This year, stop, reflect, analyze and make decisions that will bring you greater inner balance

Ruben Montenegro

“My goal this year is to go to my son’s training sessions,” a manager at a big company told me a few days ago. If he did not go more often in the past, it was because his department always threw him some last-minute problem: a very important report, an unmissable meeting or whatever other “fire to be put out” which stopped him from spending Friday afternoons watching his son train. “And what’s worse of all, is that most of the time what they ask me to do is not that urgent,” he added.

What do you have to do to ensure you have greater inner balance?

The problem rests in the whims of senior management or in the routines we let ourselves fall into without realizing it. So for 2018, a good resolution is to make time for what we really want to do and value: be that spending time with our family or friends or simply watching a television series. Whatever we want. Gustavo Piera’s book, The art of making time (El arte de gestionar el tiempo), has some tips on how we can achieve this.

The first step is to slow down. Who is the only person you are able to change? The answer is you. As much as you would like your boss or partner to act differently, it is fruitless to try. You can influence, give advice or even pester but in the end change is a door that only opens from the inside. To win back time, we need to slow down our daily routine and ask ourselves what to we want, where are we going, why we act the way we do, what makes us happy, what are we good at. Insightful answers will come when we get off the hamster wheel. So we need to put on the brakes a little and ask ourselves some uncomfortable questions.

The second step is to reflect on what makes us feel good. Self-awareness is an automatic system that we have designed perfectly. Looking a photo or video in which we appear, we immediately spot ourselves and make judgments about ourselves. However, when it comes to taking care of ourselves, this awareness is much less developed. We orientate ourselves to others, and to work goals, but we forget to dedicate quality time to ourselves. And that’s where we go wrong. Because if we feel good, the people around us will also feel good. Inner balance helps us improve our quality of life and that of those around us by bringing out the best of ourselves in every area of our life. Ask yourself: what do you have to do to ensure you have greater inner balance?

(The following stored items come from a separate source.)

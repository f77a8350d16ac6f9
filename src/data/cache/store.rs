//! 持久化缓存存储
//!
//! 基于 SQLite 的键值存储，支持：
//! - 绝对过期时间（毫秒级 Unix 时间戳）
//! - 生命周期标签：`session`（仅本次运行有效）与 `durable`（跨运行保留）
//! - 打开失败时有限次重试，并在重试之间尝试修复目录权限
//!
//! # 使用示例
//!
//! ```rust
//! use std::path::Path;
//! use std::time::Duration;
//! use crate::data::cache::{CacheStore, EntryTag};
//!
//! let store = CacheStore::open(Path::new("/tmp/vpcdiag-cache"))?;
//! store.set("network::get_network:ab12", b"{}", Some(Duration::from_secs(3600)))?;
//! assert!(store.get("network::get_network:ab12")?.is_some());
//!
//! // 清理本次运行的临时数据
//! store.evict_tag(EntryTag::Session)?;
//! ```

use crate::data::{CacheError, Result};
use rusqlite::{params, Connection, OptionalExtension};
use std::path::{Path, PathBuf};
use std::sync::Mutex;
use std::time::Duration;

/// 缓存数据库文件名
pub const STORE_FILE_NAME: &str = "cache.db";

/// 打开存储时的最大尝试次数
pub const MAX_OPEN_ATTEMPTS: u32 = 5;

const SCHEMA: &str = "
CREATE TABLE IF NOT EXISTS cache_entries (
    key TEXT PRIMARY KEY,
    value BLOB NOT NULL,
    tag TEXT NOT NULL,
    expires_at INTEGER,
    created_at INTEGER NOT NULL
);
CREATE INDEX IF NOT EXISTS idx_cache_entries_tag ON cache_entries(tag);
CREATE INDEX IF NOT EXISTS idx_cache_entries_expires ON cache_entries(expires_at);
";

/// 缓存条目的生命周期标签
#[derive(Debug, Clone, Copy, PartialEq, Eq)]
pub enum EntryTag {
    /// 仅在本次运行内有效，进程启动和退出时都会被清理
    Session,
    /// 带过期时间，跨运行保留直到过期
    Durable,
}

impl EntryTag {
    pub fn as_str(&self) -> &'static str {
        match self {
            EntryTag::Session => "session",
            EntryTag::Durable => "durable",
        }
    }
}

/// SQLite 缓存存储
///
/// 单连接 + `Mutex`，与进程生命周期一致，由 `ApiCache` 持有。
pub struct CacheStore {
    conn: Mutex<Connection>,
    db_path: PathBuf,
}

impl CacheStore {
    /// 在指定目录下打开（或创建）缓存存储
    ///
    /// 失败时会尝试修复目录权限后重试，最多 [`MAX_OPEN_ATTEMPTS`] 次，
    /// 全部失败返回 `CacheError::StoreUnavailable`。
    pub fn open(dir: &Path) -> Result<Self> {
        let db_path = dir.join(STORE_FILE_NAME);
        let mut attempt = 0;

        loop {
            attempt += 1;
            match Self::open_once(dir, &db_path) {
                Ok(store) => {
                    tracing::debug!(path = %db_path.display(), attempt, "缓存存储已打开");
                    return Ok(store);
                }
                Err(e) if attempt >= MAX_OPEN_ATTEMPTS => {
                    tracing::error!(
                        path = %db_path.display(),
                        attempts = attempt,
                        error = %e,
                        "打开缓存存储失败，放弃重试"
                    );
                    return Err(CacheError::StoreUnavailable {
                        path: db_path,
                        attempts: attempt,
                        source: Box::new(e),
                    });
                }
                Err(e) => {
                    tracing::warn!(
                        path = %db_path.display(),
                        attempt,
                        error = %e,
                        "打开缓存存储失败，尝试修复权限后重试"
                    );
                    repair_permissions(dir);
                }
            }
        }
    }

    fn open_once(dir: &Path, db_path: &Path) -> Result<Self> {
        std::fs::create_dir_all(dir).map_err(|e| CacheError::io(dir, e))?;

        let conn = Connection::open(db_path)?;
        // 多个进程共享同一缓存目录时，等待写锁而不是立刻失败
        conn.busy_timeout(Duration::from_secs(5))?;
        conn.execute_batch(SCHEMA)?;

        Ok(Self {
            conn: Mutex::new(conn),
            db_path: db_path.to_path_buf(),
        })
    }

    fn with_conn<T>(&self, f: impl FnOnce(&Connection) -> Result<T>) -> Result<T> {
        let conn = self
            .conn
            .lock()
            .map_err(|e| CacheError::Concurrency(e.to_string()))?;
        f(&conn)
    }

    /// 读取缓存值
    ///
    /// # 返回
    ///
    /// - `Some(Vec<u8>)`: 命中且未过期（值本身可以是序列化后的 `null`）
    /// - `None`: 未命中或已过期
    pub fn get(&self, key: &str) -> Result<Option<Vec<u8>>> {
        let now = now_millis();
        self.with_conn(|conn| {
            let value = conn
                .query_row(
                    "SELECT value FROM cache_entries
                     WHERE key = ?1 AND (expires_at IS NULL OR expires_at > ?2)",
                    params![key, now],
                    |row| row.get::<_, Vec<u8>>(0),
                )
                .optional()?;
            Ok(value)
        })
    }

    /// 写入缓存值
    ///
    /// `expire` 为 `None` 时写入 `session` 标签，否则写入 `durable` 标签并记录绝对过期时间。
    pub fn set(&self, key: &str, value: &[u8], expire: Option<Duration>) -> Result<()> {
        let now = now_millis();
        let (tag, expires_at) = match expire {
            Some(ttl) => {
                let ttl_ms = i64::try_from(ttl.as_millis()).unwrap_or(i64::MAX);
                (EntryTag::Durable, Some(now.saturating_add(ttl_ms)))
            }
            None => (EntryTag::Session, None),
        };

        self.with_conn(|conn| {
            conn.execute(
                "INSERT OR REPLACE INTO cache_entries (key, value, tag, expires_at, created_at)
                 VALUES (?1, ?2, ?3, ?4, ?5)",
                params![key, value, tag.as_str(), expires_at, now],
            )?;
            Ok(())
        })
    }

    /// 删除指定标签的所有条目，返回删除数量
    pub fn evict_tag(&self, tag: EntryTag) -> Result<usize> {
        self.with_conn(|conn| {
            let removed = conn.execute(
                "DELETE FROM cache_entries WHERE tag = ?1",
                params![tag.as_str()],
            )?;
            Ok(removed)
        })
    }

    /// 删除所有已过期的条目，返回删除数量
    pub fn expire(&self) -> Result<usize> {
        let now = now_millis();
        self.with_conn(|conn| {
            let removed = conn.execute(
                "DELETE FROM cache_entries WHERE expires_at IS NOT NULL AND expires_at <= ?1",
                params![now],
            )?;
            Ok(removed)
        })
    }

    /// 清理 `session` 条目和过期条目（进程启动与退出时调用）
    pub fn purge_session(&self) -> Result<usize> {
        let removed = self.evict_tag(EntryTag::Session)? + self.expire()?;
        if removed > 0 {
            tracing::debug!(removed, "已清理会话缓存与过期缓存");
        }
        Ok(removed)
    }

    /// 当前条目数量（包含尚未清理的过期条目）
    pub fn len(&self) -> Result<usize> {
        self.with_conn(|conn| {
            let count: i64 =
                conn.query_row("SELECT COUNT(*) FROM cache_entries", [], |row| row.get(0))?;
            Ok(usize::try_from(count).unwrap_or(0))
        })
    }

    pub fn is_empty(&self) -> Result<bool> {
        Ok(self.len()? == 0)
    }

    /// 数据库文件路径
    pub fn db_path(&self) -> &Path {
        &self.db_path
    }
}

fn now_millis() -> i64 {
    chrono::Utc::now().timestamp_millis()
}

/// 尽力修复缓存目录权限（仅 Unix）
///
/// 目录或数据库文件被其他用户/旧版本以只读权限创建时，打开会失败。
#[cfg(unix)]
fn repair_permissions(dir: &Path) {
    use std::os::unix::fs::PermissionsExt;

    fn visit(path: &Path) {
        let Ok(metadata) = std::fs::metadata(path) else {
            return;
        };
        let mode = if metadata.is_dir() { 0o700 } else { 0o600 };
        let mut perms = metadata.permissions();
        perms.set_mode(mode);
        if let Err(e) = std::fs::set_permissions(path, perms) {
            tracing::debug!(path = %path.display(), error = %e, "修复权限失败");
        }
        if metadata.is_dir() {
            if let Ok(entries) = std::fs::read_dir(path) {
                for entry in entries.flatten() {
                    visit(&entry.path());
                }
            }
        }
    }

    visit(dir);
}

#[cfg(not(unix))]
fn repair_permissions(_dir: &Path) {}

#[cfg(test)]
mod tests {
    use super::*;
    use std::thread;
    use tempfile::TempDir;

    fn create_test_store() -> (TempDir, CacheStore) {
        let temp_dir = TempDir::new().unwrap();
        let store = CacheStore::open(temp_dir.path()).unwrap();
        (temp_dir, store)
    }

    #[test]
    fn test_open_creates_db_file() {
        let temp_dir = TempDir::new().unwrap();
        let nested = temp_dir.path().join("nested").join("cache");
        let store = CacheStore::open(&nested).unwrap();
        assert!(store.db_path().exists());
        assert!(store.is_empty().unwrap());
    }

    #[test]
    fn test_set_and_get() {
        let (_temp_dir, store) = create_test_store();
        store.set("k1", b"[1,2,3]", None).unwrap();
        assert_eq!(store.get("k1").unwrap(), Some(b"[1,2,3]".to_vec()));
        assert_eq!(store.get("missing").unwrap(), None);
    }

    #[test]
    fn test_null_value_is_present() {
        let (_temp_dir, store) = create_test_store();
        store.set("none-result", b"null", None).unwrap();
        assert_eq!(store.get("none-result").unwrap(), Some(b"null".to_vec()));
    }

    #[test]
    fn test_overwrite_existing_key() {
        let (_temp_dir, store) = create_test_store();
        store.set("k", b"1", None).unwrap();
        store.set("k", b"2", Some(Duration::from_secs(60))).unwrap();
        assert_eq!(store.get("k").unwrap(), Some(b"2".to_vec()));
        assert_eq!(store.len().unwrap(), 1);
    }

    #[test]
    fn test_expired_entry_is_a_miss() {
        let (_temp_dir, store) = create_test_store();
        store
            .set("short", b"1", Some(Duration::from_millis(50)))
            .unwrap();
        assert!(store.get("short").unwrap().is_some());

        thread::sleep(Duration::from_millis(120));

        assert!(store.get("short").unwrap().is_none());
        // 过期条目在清理前仍占一行
        assert_eq!(store.len().unwrap(), 1);
        assert_eq!(store.expire().unwrap(), 1);
        assert_eq!(store.len().unwrap(), 0);
    }

    #[test]
    fn test_evict_session_keeps_durable() {
        let (_temp_dir, store) = create_test_store();
        store.set("session-1", b"1", None).unwrap();
        store.set("session-2", b"2", None).unwrap();
        store
            .set("durable", b"3", Some(Duration::from_secs(3600)))
            .unwrap();

        assert_eq!(store.evict_tag(EntryTag::Session).unwrap(), 2);
        assert!(store.get("session-1").unwrap().is_none());
        assert!(store.get("durable").unwrap().is_some());
    }

    #[test]
    fn test_purge_session_combines_both() {
        let (_temp_dir, store) = create_test_store();
        store.set("session", b"1", None).unwrap();
        store
            .set("expired", b"2", Some(Duration::from_millis(10)))
            .unwrap();
        store
            .set("durable", b"3", Some(Duration::from_secs(3600)))
            .unwrap();

        thread::sleep(Duration::from_millis(50));

        assert_eq!(store.purge_session().unwrap(), 2);
        assert_eq!(store.len().unwrap(), 1);
    }

    #[test]
    fn test_entries_survive_reopen() {
        let temp_dir = TempDir::new().unwrap();
        {
            let store = CacheStore::open(temp_dir.path()).unwrap();
            store
                .set("durable", b"3", Some(Duration::from_secs(3600)))
                .unwrap();
        }
        let store = CacheStore::open(temp_dir.path()).unwrap();
        assert_eq!(store.get("durable").unwrap(), Some(b"3".to_vec()));
    }

    #[test]
    fn test_open_fails_after_retries() {
        let temp_dir = TempDir::new().unwrap();
        // 用普通文件占住目录位置，create_dir_all 必然失败
        let blocker = temp_dir.path().join("not-a-dir");
        std::fs::write(&blocker, b"x").unwrap();

        let err = CacheStore::open(&blocker).err().unwrap();
        match err {
            CacheError::StoreUnavailable { attempts, .. } => {
                assert_eq!(attempts, MAX_OPEN_ATTEMPTS)
            }
            other => panic!("unexpected error: {other}"),
        }
    }

    #[test]
    fn test_tag_names() {
        assert_eq!(EntryTag::Session.as_str(), "session");
        assert_eq!(EntryTag::Durable.as_str(), "durable");
    }
}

If we feel good, the people around us will also feel good

And, the third step is about analyzing and making decisions. To find more time for ourselves, we need to shed certain beliefs. It might seem that success is related to a great job, an extraordinary professional career or being popular on social media. But beneath all this there is often a darker reality. Over time, the stress of work or a life geared towards work, can leave holes in other parts of our lives. That’s why we need to analyze things from a broader perspective: to what point does my concept of success help me maintain inner balance, or to what extent does it just destabilize me more? Once we have reached a conclusion, we can make decisions and find the strength to commit to them. This could mean establishing certain habits in our personal life or at work, like making time for our interests, or, in the case of the manager I mentioned at the beginning of this article, learning to say “no” to whatever pops up on Friday afternoons in order to see our son train.

In the end, it is only when we find a strong reason that we are able to make important changes in our lives. And to do this, we need to learn how to slow down, reflect, analyze our lives as a whole and take decisions so that inner balance is our main priority.

English version by Melissa Kitson.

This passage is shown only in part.